Reporting and interpretation of randomized controlled trials with statistically nonsignificant results for primary outcomes.
Boutron I., Dutton S., Ravaud P., Altman DG.
CONTEXT: Previous studies indicate that the interpretation of trial results can be distorted by authors of published reports. OBJECTIVE: To identify the nature and frequency of distorted presentation or "spin" (ie, specific reporting strategies, whatever their motive, to highlight that the experimental treatment is beneficial, despite a statistically nonsignificant difference for the primary outcome, or to distract the reader from statistically nonsignificant results) in published reports of randomized controlled trials (RCTs) with statistically nonsignificant results for primary outcomes.

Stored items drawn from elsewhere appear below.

#[cfg(test)]
mod tests {
    use super::*;
    use mio::net::{TcpListener, TcpStream};
    use std::io::Write;
    use std::net::SocketAddr;
    use std::time::Instant;

    fn reactor() -> Reactor {
        Reactor::with_poll_timeout(Duration::from_millis(20)).unwrap()
    }

    fn loopback_pair() -> (TcpListener, std::net::TcpStream) {
        let address: SocketAddr = "127.0.0.1:0".parse().unwrap();
        let listener = TcpListener::bind(address).unwrap();
        let client = std::net::TcpStream::connect(listener.local_addr().unwrap()).unwrap();
        (listener, client)
    }

    fn accept(listener: &TcpListener) -> TcpStream {
        let deadline = Instant::now() + Duration::from_secs(5);
        loop {
            match listener.accept() {
                Ok((stream, _)) => return stream,
                Err(e) if e.kind() == io::ErrorKind::WouldBlock && Instant::now() < deadline => {
                    std::thread::sleep(Duration::from_millis(1));
                }
                Err(e) => panic!("accept failed: {e}"),
            }
        }
    }

    fn cycle_until(reactor: &Reactor, done: impl Fn() -> bool) {
        let deadline = Instant::now() + Duration::from_secs(5);
        while !done() {
            assert!(Instant::now() < deadline, "condition not reached in time");
            reactor.cycle();
        }
    }

    #[test]
    fn test_timers_are_idempotent() {
        let reactor = reactor();
        let timer = Timer::every(Duration::from_secs(1), |_| {});

        reactor.add_timer(&timer);
        reactor.add_timer(&timer);
        assert_eq!(reactor.statistics().timers, 1);
        assert!(timer.is_armed());

        reactor.remove_timer(&timer);
        reactor.remove_timer(&timer);
        assert_eq!(reactor.statistics().timers, 0);
        assert!(!timer.is_armed());
    }

    #[test]
    fn test_timers_fire_in_registration_order() {
        let reactor = reactor();
        let fired = Rc::new(RefCell::new(Vec::new()));

        for name in ["first", "second", "third"] {
            let fired = Rc::clone(&fired);
            reactor.add_timer(&Timer::once(Duration::ZERO, move |_| fired.borrow_mut().push(name)));
        }

        reactor.cycle();
        assert_eq!(*fired.borrow(), vec!["first", "second", "third"]);
        assert_eq!(reactor.statistics().timers, 0);
    }

    #[test]
    fn test_timer_can_remove_itself() {
        let reactor = reactor();
        let fired = Rc::new(Cell::new(0));
        let slot: Rc<RefCell<Option<Rc<Timer>>>> = Rc::new(RefCell::new(None));

        let counter = Rc::clone(&fired);
        let this = Rc::clone(&slot);
        let timer = Timer::every(Duration::ZERO, move |reactor| {
            counter.set(counter.get() + 1);
            if let Some(timer) = this.borrow_mut().take() {
                reactor.remove_timer(&timer);
            }
        });
        *slot.borrow_mut() = Some(Rc::clone(&timer));

        reactor.add_timer(&timer);
        reactor.cycle();
        reactor.cycle();

        assert_eq!(fired.get(), 1);
        assert_eq!(reactor.statistics().timers, 0);
    }

    #[test]
    fn test_run_and_stop() {
        let reactor = reactor();
        let ticks = Rc::new(Cell::new(0));

        let counter = Rc::clone(&ticks);
        reactor.add_timer(&Timer::every(Duration::from_millis(1), move |reactor| {
            counter.set(counter.get() + 1);
            assert!(reactor.is_running());
            if counter.get() == 3 {
                reactor.stop();
            }
        }));

        assert!(reactor.run());
        assert_eq!(ticks.get(), 3);
        assert!(!reactor.is_running());
    }

    #[test]
    fn test_run_while_running_is_rejected() {
        let reactor = reactor();
        let nested = Rc::new(Cell::new(None));

        let result = Rc::clone(&nested);
        reactor.add_timer(&Timer::once(Duration::ZERO, move |reactor| {
            result.set(Some(reactor.run()));
            reactor.stop();
        }));

        assert!(reactor.run());
        assert_eq!(nested.get(), Some(false));
    }

    #[test]
    fn test_readable_dispatch() {
        let reactor = reactor();
        let (listener, mut client) = loopback_pair();
        let mut server = accept(&listener);
        let token = reactor.next_token();

        let order = Rc::new(RefCell::new(Vec::new()));
        for name in ["a", "b"] {
            let order = Rc::clone(&order);
            reactor.await_readable(&mut server, token, Rc::new(move |_| order.borrow_mut().push(name))).unwrap();
        }
        assert_eq!(reactor.statistics().read_streams, 1);

        client.write_all(b"ping").unwrap();
        cycle_until(&reactor, || !order.borrow().is_empty());
        assert_eq!(*order.borrow(), vec!["a", "b"]);

        reactor.remove_stream(&mut server, token);
        assert_eq!(reactor.statistics(), Statistics { running: false, timers: 0, read_streams: 0, write_streams: 0 });
    }

    #[test]
    fn test_writable_and_clear() {
        let reactor = reactor();
        let (listener, _client) = loopback_pair();
        let mut server = accept(&listener);
        let token = reactor.next_token();

        let writable = Rc::new(Cell::new(false));
        let flag = Rc::clone(&writable);
        reactor.await_readable(&mut server, token, Rc::new(|_| {})).unwrap();
        reactor.await_writable(&mut server, token, Rc::new(move |_| flag.set(true))).unwrap();
        assert_eq!(reactor.statistics().write_streams, 1);

        cycle_until(&reactor, || writable.get());

        reactor.clear_writable(&mut server, token).unwrap();
        let statistics = reactor.statistics();
        assert_eq!((statistics.read_streams, statistics.write_streams), (1, 0));
    }

    #[test]
    fn test_callback_removing_its_stream() {
        let reactor = Rc::new(reactor());
        let (listener, mut client) = loopback_pair();
        let server = Rc::new(RefCell::new(accept(&listener)));
        let token = reactor.next_token();

        let calls = Rc::new(Cell::new(0));
        let counter = Rc::clone(&calls);
        let stream = Rc::clone(&server);
        reactor
            .await_readable(
                &mut *server.borrow_mut(),
                token,
                Rc::new(move |reactor| {
                    counter.set(counter.get() + 1);
                    reactor.remove_stream(&mut *stream.borrow_mut(), token);
                }),
            )
            .unwrap();

        client.write_all(b"ping").unwrap();
        cycle_until(&reactor, || calls.get() > 0);
        client.write_all(b"again").unwrap();
        reactor.cycle();
        reactor.cycle();

        assert_eq!(calls.get(), 1);
        assert_eq!(reactor.statistics().read_streams, 0);
    }

    #[test]
    fn test_clear() {
        let reactor = reactor();
        let timer = Timer::every(Duration::from_secs(1), |_| {});
        reactor.add_timer(&timer);

        reactor.clear();

        assert_eq!(reactor.statistics().timers, 0);
        assert!(!timer.is_armed());
    }
}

DATA SOURCES: March 2007 search of MEDLINE via PubMed using the Cochrane Highly Sensitive Search Strategy to identify reports of RCTs published in December 2006. STUDY SELECTION: Articles were included if they were parallel-group RCTs with a clearly identified primary outcome showing statistically nonsignificant results (ie, P > or = .05). DATA EXTRACTION: Two readers appraised each selected article using a pretested, standardized data abstraction form developed in a pilot test. RESULTS: From the 616 published reports of RCTs examined, 72 were eligible and appraised. The title was reported with spin in 13 articles (18.0%; 95% confidence interval [CI], 10.0%-28.9%). Spin was identified in the Results and Conclusions sections of the abstracts of 27 (37.5%; 95% CI, 26.4%-49.7%) and 42 (58.3%; 95% CI, 46.1%-69.8%) reports, respectively, with the conclusions of 17 (23.6%; 95% CI, 14.4%-35.1%) focusing only on treatment effectiveness. Spin was identified in the main-text Results, Discussion, and Conclusions sections of 21 (29.2%; 95% CI, 19.0%-41.1%), 31 (43.1%; 95% CI, 31.4%-55.3%), and 36 (50.0%; 95% CI, 38.0%-62.0%) reports, respectively. More than 40% of the reports had spin in at least 2 of these sections in the main text. CONCLUSION: In this representative sample of RCTs published in 2006 with statistically nonsignificant primary outcomes, the reporting and interpretation of findings was frequently inconsistent with the results.